Pandas read csv only returns the first column when column names are duplicate

Question

I have OHLC data in a .csv file with the stock name is repeated in the header rows, like this:

M6A=F, M6A=F,M6A=F, M6A=F, M6A=F
Open, High, Low, Close, Volume

I am using pandas read_csv to get it, and parse all (and only) the 'M6A=F' columns to FastAPI. So far nothing I do will get all the columns. I either get the first column if I filter with "usecols=" or the last column if I filter with "names=".

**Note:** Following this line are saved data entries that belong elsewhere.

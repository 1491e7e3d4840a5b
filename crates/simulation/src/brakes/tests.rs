//! Tests for the per-car air brake.

use rand::{Rng, SeedableRng};
use rand_chacha::ChaCha8Rng;

use super::*;
use crate::events::SignalSink;

const DT: f32 = 1.0 / 30.0;

fn charged(params: CarBrakeParams, full_service_psi: f32) -> AirBrake {
    let mut brake = AirBrake::new(params, 15.0);
    brake.initialize(&BrakeInit {
        brake_pipe_psi: 90.0,
        second_pipe_psi: 140.0,
        max_pressure_psi: 90.0,
        full_service_psi,
        handbrake_on: false,
        immediate_release: true,
    });
    brake
}

/// Step `seconds` with the brake pipe pinned to `pipe_psi`, as if fed by an
/// unlimited supply.
fn run_with_pipe(brake: &mut AirBrake, pipe_psi: f32, seconds: f32, ctx: &CarUpdateContext) {
    let mut sink = SignalSink::default();
    let steps = (seconds / DT).round() as usize;
    for _ in 0..steps {
        brake.brake_pipe_psi = pipe_psi;
        brake.update(DT, ctx, &mut sink);
    }
}

fn inputs(pipe: f32, aux: f32, reference: f32, full_service: f32) -> ValveInputs {
    ValveInputs {
        brake_pipe_psi: pipe,
        aux_res_psi: aux,
        reference_psi: reference,
        full_service_psi: full_service,
    }
}

// -------------------------------------------------------------------------
// Triple valve transitions
// -------------------------------------------------------------------------

#[test]
fn test_pipe_below_full_service_goes_to_emergency() {
    for state in [
        ValveState::Lap,
        ValveState::Apply,
        ValveState::Release,
        ValveState::Emergency,
    ] {
        let next = next_triple_valve_state(state, &inputs(47.9, 64.0, 64.0, 50.0));
        assert_eq!(next, ValveState::Emergency, "from {state:?}");
    }
}

#[test]
fn test_pipe_drop_from_release_applies() {
    let next = next_triple_valve_state(ValveState::Release, &inputs(62.0, 64.0, 64.0, 50.0));
    assert_eq!(next, ValveState::Apply);
}

#[test]
fn test_pipe_recovery_from_apply_laps() {
    let next = next_triple_valve_state(ValveState::Apply, &inputs(64.5, 64.0, 64.0, 50.0));
    assert_eq!(next, ValveState::Lap);
}

#[test]
fn test_equal_pressures_keep_current_state() {
    let equal = inputs(64.0, 64.0, 64.0, 50.0);
    assert_eq!(
        next_triple_valve_state(ValveState::Apply, &equal),
        ValveState::Apply
    );
    assert_eq!(next_triple_valve_state(ValveState::Lap, &equal), ValveState::Lap);
    assert_eq!(
        next_triple_valve_state(ValveState::Emergency, &equal),
        ValveState::Emergency
    );
}

#[test]
fn test_pipe_above_aux_stays_in_release() {
    let next = next_triple_valve_state(ValveState::Release, &inputs(66.0, 64.0, 64.0, 50.0));
    assert_eq!(next, ValveState::Release);
}

#[test]
fn test_pipe_rise_releases() {
    let next = next_triple_valve_state(ValveState::Lap, &inputs(65.5, 64.0, 64.0, 50.0));
    assert_eq!(next, ValveState::Release);
}

#[test]
fn test_emergency_releases_once_pipe_exceeds_aux() {
    let next = next_triple_valve_state(ValveState::Emergency, &inputs(64.2, 64.0, 64.0, 50.0));
    assert_eq!(next, ValveState::Release);
}

#[test]
fn test_quick_release_near_reference() {
    // Within the 1 psi sensitivity band, but above 97% of a charged reference.
    let next = next_triple_valve_state(ValveState::Apply, &inputs(88.0, 88.5, 90.0, 64.0));
    assert_eq!(next, ValveState::Release);
}

#[test]
fn test_quick_release_needs_charged_reference() {
    let next = next_triple_valve_state(ValveState::Lap, &inputs(68.0, 68.5, 69.0, 50.0));
    assert_eq!(next, ValveState::Lap);
}

// -------------------------------------------------------------------------
// Service and emergency applications
// -------------------------------------------------------------------------

#[test]
fn test_full_service_application_equalizes() {
    let mut brake = charged(CarBrakeParams::default(), 50.0);
    run_with_pipe(&mut brake, 50.0, 120.0, &CarUpdateContext::default());

    // Equilibrium of 90 psi aux into a 2.5:1 cylinder is ~64.3, clamped at 64.
    assert!((brake.cylinder_psi() - 64.0).abs() < 0.05, "cyl {}", brake.cylinder_psi());
    assert!((brake.aux_res_psi - 64.4).abs() < 0.1, "aux {}", brake.aux_res_psi);
    assert_eq!(brake.triple_valve, ValveState::Apply);
}

#[test]
fn test_service_application_respects_rate() {
    let mut brake = charged(CarBrakeParams::default(), 50.0);
    run_with_pipe(&mut brake, 50.0, 10.0, &CarUpdateContext::default());
    // 0.9 psi/s for ten seconds.
    assert!(brake.cylinder_psi() <= 9.0 + 1e-3);
    assert!(brake.cylinder_psi() > 8.0);
}

#[test]
fn test_aux_never_drawn_below_pipe() {
    let mut brake = charged(CarBrakeParams::default(), 50.0);
    run_with_pipe(&mut brake, 85.0, 60.0, &CarUpdateContext::default());
    assert!(brake.aux_res_psi >= 85.0 - 1e-3);
    // 5 psi reduction at 2.5:1.
    assert!((brake.cylinder_psi() - 12.5).abs() < 0.05);
}

#[test]
fn test_emergency_then_release() {
    let params = CarBrakeParams::default().with_emergency_reservoir();
    let mut brake = charged(params, 64.0);
    let ctx = CarUpdateContext::default();

    run_with_pipe(&mut brake, 0.0, 30.0, &ctx);
    assert_eq!(brake.triple_valve, ValveState::Emergency);
    assert!(brake.cylinder_psi() > 63.0);
    assert!(brake.emergency_res_psi < 85.0, "emergency reservoir should dump");
    assert!(brake.aux_res_psi > 70.0);

    run_with_pipe(&mut brake, 90.0, 120.0, &ctx);
    assert_eq!(brake.triple_valve, ValveState::Release);
    assert!(brake.cylinder_psi() < 0.01);
    assert!(brake.aux_res_psi > 88.0);
}

#[test]
fn test_release_stops_at_retainer_threshold() {
    let mut brake = charged(CarBrakeParams::default(), 50.0);
    run_with_pipe(&mut brake, 70.0, 60.0, &CarUpdateContext::default());
    assert!(brake.cylinder_psi() > 40.0);

    brake.set_retainer(RetainerSetting::HighPressure);
    run_with_pipe(&mut brake, 90.0, 200.0, &CarUpdateContext::default());
    assert!((brake.cylinder_psi() - 20.0).abs() < 1e-3);
}

// -------------------------------------------------------------------------
// Retainers
// -------------------------------------------------------------------------

#[test]
fn test_retainer_table() {
    let exhaust = retainer_effect(RetainerSetting::Exhaust, 4, 1.86);
    assert_eq!(exhaust.threshold_psi, 0.0);
    assert_eq!(exhaust.release_rate_psi_s, 1.86);

    let high = retainer_effect(RetainerSetting::HighPressure, 4, 1.86);
    assert_eq!(high.threshold_psi, 20.0);
    assert!((high.release_rate_psi_s - 30.0 / 90.0).abs() < 1e-6);

    let low = retainer_effect(RetainerSetting::LowPressure, 4, 1.86);
    assert_eq!(low.threshold_psi, 10.0);
    assert!((low.release_rate_psi_s - 40.0 / 60.0).abs() < 1e-6);

    let slow = retainer_effect(RetainerSetting::SlowDirect, 4, 1.86);
    assert_eq!(slow.threshold_psi, 0.0);
    assert!((slow.release_rate_psi_s - 40.0 / 86.0).abs() < 1e-6);
}

#[test]
fn test_low_pressure_retainer_falls_back_on_three_position_cars() {
    assert_eq!(
        retainer_effect(RetainerSetting::LowPressure, 3, 1.86),
        retainer_effect(RetainerSetting::HighPressure, 3, 1.86)
    );
}

#[test]
fn test_cars_without_retainers_ignore_high_pressure() {
    assert_eq!(
        retainer_effect(RetainerSetting::HighPressure, 0, 1.86),
        retainer_effect(RetainerSetting::Exhaust, 0, 1.86)
    );
}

I don't want to load the entire .csv file then dump unwanted data due to speed of use, so need to filter before extracting the data.

Here is my code example:

symbol = ['M6A=F']
df = pd.read_csv('myOHCLVdata.csv', skipinitialspace=True, usecols=lambda x: x in symbol)

def parse_csv(df):
    res = df.to_json(orient="records")
    parsed = json.loads(res)
    return parsed

@app.get("/test")
def historic():
    return parse_csv(df)

What I have done so far: I checked the documentation for pandas.read_csv and it says "names=" will not allow duplicates. I use lambdas in the above code to prevent the symbol hanging FastAPI if it does not match a column. My understanding from other stackoverflow questions on this is that mangle_dupe_cols=True should be incrementing the duplicates with M6A=F.1, M6A=F.2, M6A=F.3 etc... when pandas reads it into a dataframe, but that isn't happening and I tried setting it to false, but it says it is not implemented yet. Other answers I found in this stackoverflow solution don't seem to tally with what is happening in my code, since I am only getting the first column returned, or the last column with the others over-written. (I included FastAPI code here as it might be related to the issue or a workaround).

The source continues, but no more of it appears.